The Cushing Triad (Cushing's Triad or Cushing’s Reflex) is characterized by:

  • Hypertension
  • Bradycardia
  • Irregular respirations – primarily Cheyne-Stokes breathing

This often signals impending danger of brain herniation.

When your patient’s vital signs are seemingly the opposite of those presented with shock, you’re likely not dealing with shock; you’re dealing with an increase in intracranial pressure.
When your patient’s vital signs are seemingly the opposite of those presented with shock, you’re likely not dealing with shock; you’re dealing with an increase in intracranial pressure. (Photo/Getty Images)

Shock – hypoperfusion – is what we often think about when it comes to trauma and significant illness. Shock is often characterized by:

  • Decreased blood pressure
  • Compensating (at least, attempting to compensate) increased heart rate
  • Increased respiratory rate

Well, what if you find the opposite with your patient? What if they’re still hurt or still sick, but their vital signs seemingly don’t make sense?

In all actuality, they do make sense, but just not for the injury/illness – or triad – that you’re thinking of.

When your patient’s vital signs are seemingly the opposite of those presented with shock, you’re likely not dealing with shock; you’re dealing with an increase in intracranial pressure.

Intracranial pressure (ICP) is the pressure of the cerebrospinal fluid in the subarachnoid space, the space between the skull and the brain.

It’s not the trauma triad, nor is it Beck’s Triad that you’re concerned with here; it’s Cushing’s Triad.

Cushing’s Triad, correlated into a slightly more simplistic form, can be directly compared (or contrasted) to that of shock. Instead of irregular respirations, I’ve thought of this as a decreased respiratory rate (or effectiveness), or bradypnea. As such, if shock equates to a decreased blood pressure (hypotension), increased heart rate (tachycardia), and increased respiratory rate (tachypnea), then increased ICP is just the opposite:

  • Increased blood pressure
  • Decreased heart rate
  • Decreased respiratory rate (effort)

While not necessarily the same as the Triad outlines, I think you get my point in this correlation.

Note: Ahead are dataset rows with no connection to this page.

use std::fs;
use std::io::Write as _;
use std::path::{Path, PathBuf};

use bstr::ByteSlice;
use ugit_hash::ObjectId;
use ugit_utils::lockfile::LockFile;

use crate::error::RefError;
use crate::name::RefName;

/// Bound on symbolic-ref recursion, guarding against cycles.
const MAX_DEREF_DEPTH: usize = 8;

/// The value stored in a ref file: a direct OID, or a symbolic pointer to
/// another ref name.
#[derive(Debug, Clone, PartialEq, Eq)]
pub enum RefValue {
    Direct(ObjectId),
    Symbolic(RefName),
}

/// The result of looking up a ref.
#[derive(Debug, Clone, PartialEq, Eq)]
pub struct RefLookup {
    /// True only when `deref` was false and the ref is itself symbolic.
    pub symbolic: bool,
    pub value: Option<RefValue>,
}

/// Loose ref storage rooted at a repository's control directory.
pub struct RefStore {
    git_dir: PathBuf,
}

impl RefStore {
    pub fn open(git_dir: impl AsRef<Path>) -> Self {
        Self {
            git_dir: git_dir.as_ref().to_path_buf(),
        }
    }

    fn read_raw(&self, name: &RefName) -> Result<Option<RefValue>, RefError> {
        let path = name.to_path(&self.git_dir);
        let contents = match fs::read(&path) {
            Ok(c) => c,
            Err(e) if e.kind() == std::io::ErrorKind::NotFound => return Ok(None),
            Err(e) => {
                return Err(RefError::IoPath {
                    path,
                    source: e,
                })
            }
        };
        let trimmed = contents.trim();

        if let Some(rest) = trimmed.strip_prefix(b"ref: ") {
            let target_str = std::str::from_utf8(rest.trim())
                .map_err(|_| RefError::Parse("symbolic ref target is not valid UTF-8".into()))?;
            let target = RefName::new(target_str)?;
            Ok(Some(RefValue::Symbolic(target)))
        } else {
            let hex = std::str::from_utf8(trimmed)
                .map_err(|_| RefError::Parse("ref value is not valid UTF-8".into()))?;
            let oid = ObjectId::from_hex(hex)?;
            Ok(Some(RefValue::Direct(oid)))
        }
    }

    /// Follow a symbolic chain to its direct value, bounded by
    /// [`MAX_DEREF_DEPTH`].
    fn resolve_to_direct(&self, name: &RefName, depth: usize) -> Result<Option<RefValue>, RefError> {
        if depth > MAX_DEREF_DEPTH {
            return Err(RefError::RefCycle(name.to_string()));
        }
        match self.read_raw(name)? {
            None => Ok(None),
            Some(RefValue::Direct(oid)) => Ok(Some(RefValue::Direct(oid))),
            Some(RefValue::Symbolic(target)) => self.resolve_to_direct(&target, depth + 1),
        }
    }

    /// The final non-symbolic name a chain starting at `name` resolves to.
    /// A missing ref, or a direct ref, is its own terminal name.
    fn terminal_name(&self, name: &RefName, depth: usize) -> Result<RefName, RefError> {
        if depth > MAX_DEREF_DEPTH {
            return Err(RefError::RefCycle(name.to_string()));
        }
        match self.read_raw(name)? {
            None | Some(RefValue::Direct(_)) => Ok(name.clone()),
            Some(RefValue::Symbolic(target)) => self.terminal_name(&target, depth + 1),
        }
    }

    /// Read a ref's current value.
    ///
    /// With `deref` true, a symbolic ref is followed to its terminal direct
    /// value. With `deref` false, a symbolic ref is reported as-is.
    pub fn get_ref(&self, name: &RefName, deref: bool) -> Result<RefLookup, RefError> {
        match self.read_raw(name)? {
            None => Ok(RefLookup {
                symbolic: false,
                value: None,
            }),
            Some(RefValue::Direct(oid)) => Ok(RefLookup {
                symbolic: false,
                value: Some(RefValue::Direct(oid)),
            }),
            Some(RefValue::Symbolic(target)) => {
                if deref {
                    Ok(RefLookup {
                        symbolic: false,
                        value: self.resolve_to_direct(&target, 1)?,
                    })
                } else {
                    Ok(RefLookup {
                        symbolic: true,
                        value: Some(RefValue::Symbolic(target)),
                    })
                }
            }
        }
    }

    /// Write `value` to `name`.
    ///
    /// With `deref` true and `name` resolving through a symbolic chain, the
    /// write lands on the chain's terminal refname instead of `name` itself.
    pub fn update_ref(&self, name: &RefName, value: &RefValue, deref: bool) -> Result<(), RefError> {
        let target_name = if deref {
            self.terminal_name(name, 0)?
        } else {
            name.clone()
        };

        let path = target_name.to_path(&self.git_dir);
        if let Some(parent) = path.parent() {
            check_dir_file_conflict(parent)?;
            fs::create_dir_all(parent).map_err(|e| RefError::IoPath {
                path: parent.to_path_buf(),
                source: e,
            })?;
        }

        let content = match value {
            RefValue::Direct(oid) => format!("{}\n", oid.to_hex()),
            RefValue::Symbolic(target) => format!("ref: {target}\n"),
        };

        let mut lock = LockFile::acquire(&path)?;
        lock.write_all(content.as_bytes()).map_err(|e| RefError::IoPath {
            path: path.clone(),
            source: e,
        })?;
        lock.commit()?;
        Ok(())
    }

    /// Remove the terminal ref file that `name` resolves to.
    pub fn delete_ref(&self, name: &RefName, deref: bool) -> Result<(), RefError> {
        let target_name = if deref {
            self.terminal_name(name, 0)?
        } else {
            name.clone()
        };
        let path = target_name.to_path(&self.git_dir);
        fs::remove_file(&path).map_err(|e| {
            if e.kind() == std::io::ErrorKind::NotFound {
                RefError::NotFound(target_name.to_string())
            } else {
                RefError::IoPath { path, source: e }
            }
        })
    }

    /// Enumerate every ref under `HEAD`, `MERGE_HEAD`, and `refs/`, filtered
    /// by `prefix`, each resolved according to `deref`.
    pub fn iter_refs(&self, prefix: &str, deref: bool) -> Result<Vec<(String, RefLookup)>, RefError> {
        let mut names = Vec::new();
        for pseudo in ["HEAD", "MERGE_HEAD"] {
            let path = self.git_dir.join(pseudo);
            if path.is_file() {
                names.push(RefName::new_unchecked(pseudo));
            }
        }
        let refs_dir = self.git_dir.join("refs");
        if refs_dir.is_dir() {
            walk_refs(&refs_dir, "refs", &mut names)?;
        }

        let mut out = Vec::new();
        for name in names {
            let display = name.to_string();
            if !display.starts_with(prefix) {
                continue;
            }
            let lookup = self.get_ref(&name, deref)?;
            out.push((display, lookup));
        }
        out.sort_by(|a, b| a.0.cmp(&b.0));
        Ok(out)
    }
}

fn walk_refs(dir: &Path, prefix: &str, out: &mut Vec<RefName>) -> Result<(), RefError> {
    let mut entries: Vec<_> = fs::read_dir(dir)?.collect::<Result<_, _>>()?;
    entries.sort_by_key(|e| e.file_name());

    for entry in entries {
        let file_name = entry.file_name();
        let name_str = file_name.to_string_lossy();
        let child_prefix = format!("{prefix}/{name_str}");

        if entry.file_type()?.is_dir() {
            walk_refs(&entry.path(), &child_prefix, out)?;
        } else {
            out.push(RefName::new_unchecked(child_prefix));
        }
    }
    Ok(())
}

/// Reject creating a ref when an existing ref file occupies a path
/// component that this ref needs to be a directory (e.g. `refs/heads/a`
/// exists as a file but we're creating `refs/heads/a/b`).
fn check_dir_file_conflict(parent: &Path) -> Result<(), RefError> {
    let mut path = PathBuf::new();
    for component in parent.components() {
        path.push(component);
        if path.is_file() {
            return Err(RefError::IoPath {
                path: path.clone(),
                source: std::io::Error::new(
                    std::io::ErrorKind::AlreadyExists,
                    "path component is an existing ref file",
                ),
            });
        }
    }
    Ok(())
}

Considering these either modified or true Triad findings, let’s take a look at a triad (three, that is) of case presentations for how Cushing’s Triad and increased intracranial pressure can manifest themself in different patient injuries/illnesses.

1. Cushing’s Triad case: Stroke

Your 73-year-old patient presents as acutely (recently) unconscious. She does not seem to have suffered any physical trauma, so you check her blood sugar level – which is 96 mg/dL. You don’t suspect opioid overdose, so naloxone isn’t indicated here. Her husband was with the patient during this event and reports that she woke up with a headache this morning, which didn’t seem to subside with NSAID therapy. In fact, her headache intensified before she abruptly became unconscious. She presents with atypical (irregular, ineffective) breathing – which you manage with BVM ventilations – and her heart rate is in the 70s. Her blood pressure is 206/114, which is certainly not her norm.

Based off of this information, what is your initial differential diagnosis?

If you’re shouting “stroke,” you’re probably right! Hemorrhagic strokes account for approximately 15% of strokes. They’re typically caused by some form of intracranial aneurysm (blood vessel rupture) or other form of vessel weakening. As blood leaks out of the ruptured or damaged vessel, it accumulates and compresses the surrounding brain tissue. Hemorrhagic strokes are typically categorized as intracerebral (within the brain) or subarachnoid (under the arachnoid membrane). Classic symptoms for hemorrhagic strokes – besides some form of face, arm or speech deficit – include sudden, severe headaches and/or sudden unresponsiveness.

2. Cushing’s Triad case: Mechanism of injury

You respond to a residence for a roofing contractor who fell from the roof of a two-story residence after slipping on the wet plywood surface. Your mid-30s patient is found in a supine position on the lawn and is unconscious. He does not show signs of external bleeding, but does have some minor bleeding coming from his mouth (tongue). He has agonal respirations, a heart rate in the 70s, and a blood pressure of 160/102.

While his vital signs aren’t glaringly directing you toward an increased ICP (yet), they’re not leading you down a path of decompensated shock, either.

The point of this case presentation is that – based on the mechanism of injury – there’s a high degree of suspicion for a head injury with this patient, and preloading your patient with a liter or two of normal saline may not be a great idea. In fact, it may be detrimental!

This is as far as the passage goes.